Researchers at UCLA’s Jonsson Comprehensive Cancer Center (JCCC) have successfully combined cellular therapy and gene therapy in a mouse model system to develop a viable treatment strategy for breast cancer that has metastasized, or spread, to the patient’s brain. The laboratory study was led by Carol Kruse, professor of neurosurgery and member of JCCC and the UCLA Brain Research Institute. The study was published in the journal Clinical Cancer Research on August 1, 2013.
Breast cancer is the most common form of cancer in women, and metastasis is a major cause of health deterioration and death from the disease. Management of metastasis is difficult for several reasons. The circulatory network known as the blood-brain barrier prevents many anti-cancer drugs from reaching the areas of the brain to which cancer has spread. Also, the tendency of metastasis to spring up in multiple places in the brain simultaneously makes current treatments such as radiation challenging.
Cellular therapy is a type of immunotherapy (treatment that involves the immune system) that uses T cells, the foot soldiers of the immune system, which have been sensitized in the laboratory to kill breast cancer cells. Those T cells are injected into the part of the brain to which the cancer has spread. The research shows the T cells move through tissue and can recognize and then directly kill the tumor cells.

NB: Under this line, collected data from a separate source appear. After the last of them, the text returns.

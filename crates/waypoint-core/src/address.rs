//! Structured address details attached to a [`Location`](crate::Location).

use serde::{Deserialize, Serialize};

const COUNTRY_SUFFIXES: &[&str] = &["usa", "us", "united states", "united states of america"];

/// Street / city / state / zip breakdown of a formatted address.
///
/// Every field is optional while a location is being resolved; an address
/// is considered complete once both `city` and `state` are known.
#[derive(Debug, Clone, Default, PartialEq, Eq, Serialize, Deserialize)]
#[serde(rename_all = "camelCase")]
pub struct DetailedAddress {
    #[serde(rename = "streetAddress", default, skip_serializing_if = "Option::is_none")]
    pub street: Option<String>,
    #[serde(default, skip_serializing_if = "Option::is_none")]
    pub city: Option<String>,
    #[serde(default, skip_serializing_if = "Option::is_none")]
    pub state: Option<String>,
    #[serde(default, skip_serializing_if = "Option::is_none")]
    pub zip_code: Option<String>,
}

impl DetailedAddress {
    /// Returns `true` when both city and state are present and non-blank.
    #[must_use]
    pub fn is_complete(&self) -> bool {
        non_blank(self.city.as_deref()) && non_blank(self.state.as_deref())
    }

    /// Best-effort breakdown of a comma-separated formatted address such as
    /// `"100 Main St, Springfield, IL 62701, USA"`.
    ///
    /// Used when a provider (or the degrade path) hands back only a display
    /// string. A single-segment address yields an empty breakdown.
    #[must_use]
    pub fn parse_formatted(formatted: &str) -> Self {
        let mut parts: Vec<&str> = formatted
            .split(',')
            .map(str::trim)
            .filter(|p| !p.is_empty())
            .collect();

        if parts.len() >= 2 {
            if let Some(last) = parts.last() {
                if COUNTRY_SUFFIXES.contains(&last.to_lowercase().as_str()) {
                    parts.pop();
                }
            }
        }

        let (street, city, region) = match parts.as_slice() {
            [] | [_] => return Self::default(),
            [city, region] => (None, Some(*city), *region),
            [street, .., city, region] => (Some(*street), Some(*city), *region),
        };

        let (state, zip_code) = split_region(region);

        Self {
            street: street.map(ToOwned::to_owned),
            city: city.map(ToOwned::to_owned),
            state,
            zip_code,
        }
    }

    /// Fills every missing field from `other`, keeping fields already set.
    #[must_use]
    pub fn or(self, other: DetailedAddress) -> Self {
        Self {
            street: self.street.or(other.street),
            city: self.city.or(other.city),
            state: self.state.or(other.state),
            zip_code: self.zip_code.or(other.zip_code),
        }
    }
}

fn non_blank(value: Option<&str>) -> bool {
    value.is_some_and(|v| !v.trim().is_empty())
}

/// Splits `"IL 62701"` / `"Illinois 62701"` / `"IL"` into state and zip.
fn split_region(region: &str) -> (Option<String>, Option<String>) {
    let mut tokens: Vec<&str> = region.split_whitespace().collect();
    let zip_code = match tokens.last() {
        Some(last)
            if last.chars().any(|c| c.is_ascii_digit())
                && last.chars().all(|c| c.is_ascii_digit() || c == '-') =>
        {
            let zip = (*last).to_owned();
            tokens.pop();
            Some(zip)
        }
        _ => None,
    };
    let state = if tokens.is_empty() {
        None
    } else {
        Some(tokens.join(" "))
    };
    (state, zip_code)
}
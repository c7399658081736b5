//! Provider-agnostic geocoding contract.

use async_trait::async_trait;
use waypoint_core::{Coordinates, Location, SearchSuggestion};

use crate::error::GeocodeError;

/// A single geocoding backend.
///
/// Adapters hold no mutable state and have no side effects beyond the
/// network call. Input is validated locally before any request goes out.
#[async_trait]
pub trait GeocodingProvider: Send + Sync {
    /// Stable short name used in logs and on verified results.
    fn name(&self) -> &'static str;

    /// Resolves free-form address text to a location with coordinates.
    async fn forward_geocode(&self, address: &str) -> Result<Location, GeocodeError>;

    /// Resolves a point to the nearest address.
    async fn reverse_geocode(&self, lat: f64, lng: f64) -> Result<Location, GeocodeError>;
}

/// Live autocomplete candidates for a partial query.
#[async_trait]
pub trait SuggestionSource: Send + Sync {
    fn name(&self) -> &'static str;

    /// Returns candidates in provider relevance order. An empty list is a
    /// valid answer.
    async fn suggest(&self, query: &str) -> Result<Vec<SearchSuggestion>, GeocodeError>;
}

/// Trims `address` and rejects blank input.
///
/// # Errors
///
/// Returns [`GeocodeError::InvalidQuery`] for empty or whitespace-only text.
pub fn validate_query(address: &str) -> Result<&str, GeocodeError> {
    let trimmed = address.trim();
    if trimmed.is_empty() {
        Err(GeocodeError::InvalidQuery)
    } else {
        Ok(trimmed)
    }
}

/// # Errors
///
/// Returns [`GeocodeError::InvalidCoordinates`] when the point is outside
/// WGS84 bounds or not finite.
pub fn validate_coordinates(lat: f64, lng: f64) -> Result<Coordinates, GeocodeError> {
    Coordinates::new(lat, lng).map_err(|_| GeocodeError::InvalidCoordinates { lat, lng })
}

#[cfg(test)]
mod tests {
    use super::*;

    #[test]
    fn blank_query_is_invalid() {
        assert_eq!(validate_query(""), Err(GeocodeError::InvalidQuery));
        assert_eq!(validate_query(" \n\t"), Err(GeocodeError::InvalidQuery));
        assert_eq!(validate_query("  1 Elm Rd "), Ok("1 Elm Rd"));
    }

    #[test]
    fn out_of_range_coordinates_are_invalid() {
        assert!(validate_coordinates(45.0, 120.0).is_ok());
        assert_eq!(
            validate_coordinates(-91.0, 0.0),
            Err(GeocodeError::InvalidCoordinates { lat: -91.0, lng: 0.0 })
        );
        assert!(validate_coordinates(0.0, 180.5).is_err());
    }
}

With the gene therapy, cancer cells are killed by a drug called 5-flurocytosine (5-FC) because they have been gene-modified. To get the gene into the cancer cells, the researchers first insert the gene into a virus that can infect (penetrate and spread among) the tumor cells. After the virus has infected the cells, nontoxic 5-FC is given to the patient. Tumor cells infected by the virus convert the nontoxic drug to a toxic form that kills the cancer cells. Dr. Noriyuki Kasahara, a professor in the department of medicine, developed the gene therapy method in his laboratory.
While the two methods alone each show efficacy in mouse models, the greatest reduction in metastatic brain tumor size happened when the cellular and gene therapies were combined. “There is a significant lack of Federally funded research addressing translational studies on brain metastases of systemic cancers,” Dr. Kruse said, “even though metastatic brain tumors occur ten times more frequently than primary brain tumors in humans. These patients have a dismal prognosis because the brain represents a ‘sanctuary site’ where appropriate access by many chemotherapeutics is ineffective. Our research addresses this unmet need.”
Both experimental therapies are being tested individually in ongoing clinical trials for primary malignant brain tumors, which presents a unique opportunity for rapid translation of this technology from the laboratory to the clinic for breast and other types of cancer that metastasize to the brain. This research was supported by the U.S. Army Research Materiel Command, The California Breast Cancer Research Program, The National Center for Advancing Translational Sciences of the National Institutes of Health, The UCLA Clinical Translational Science Institute, the Joan S. Holmes Memorial Research Fund, the Joan S. Holmes Memorial Postdoctoral Fellowship, and Tocagen, Inc.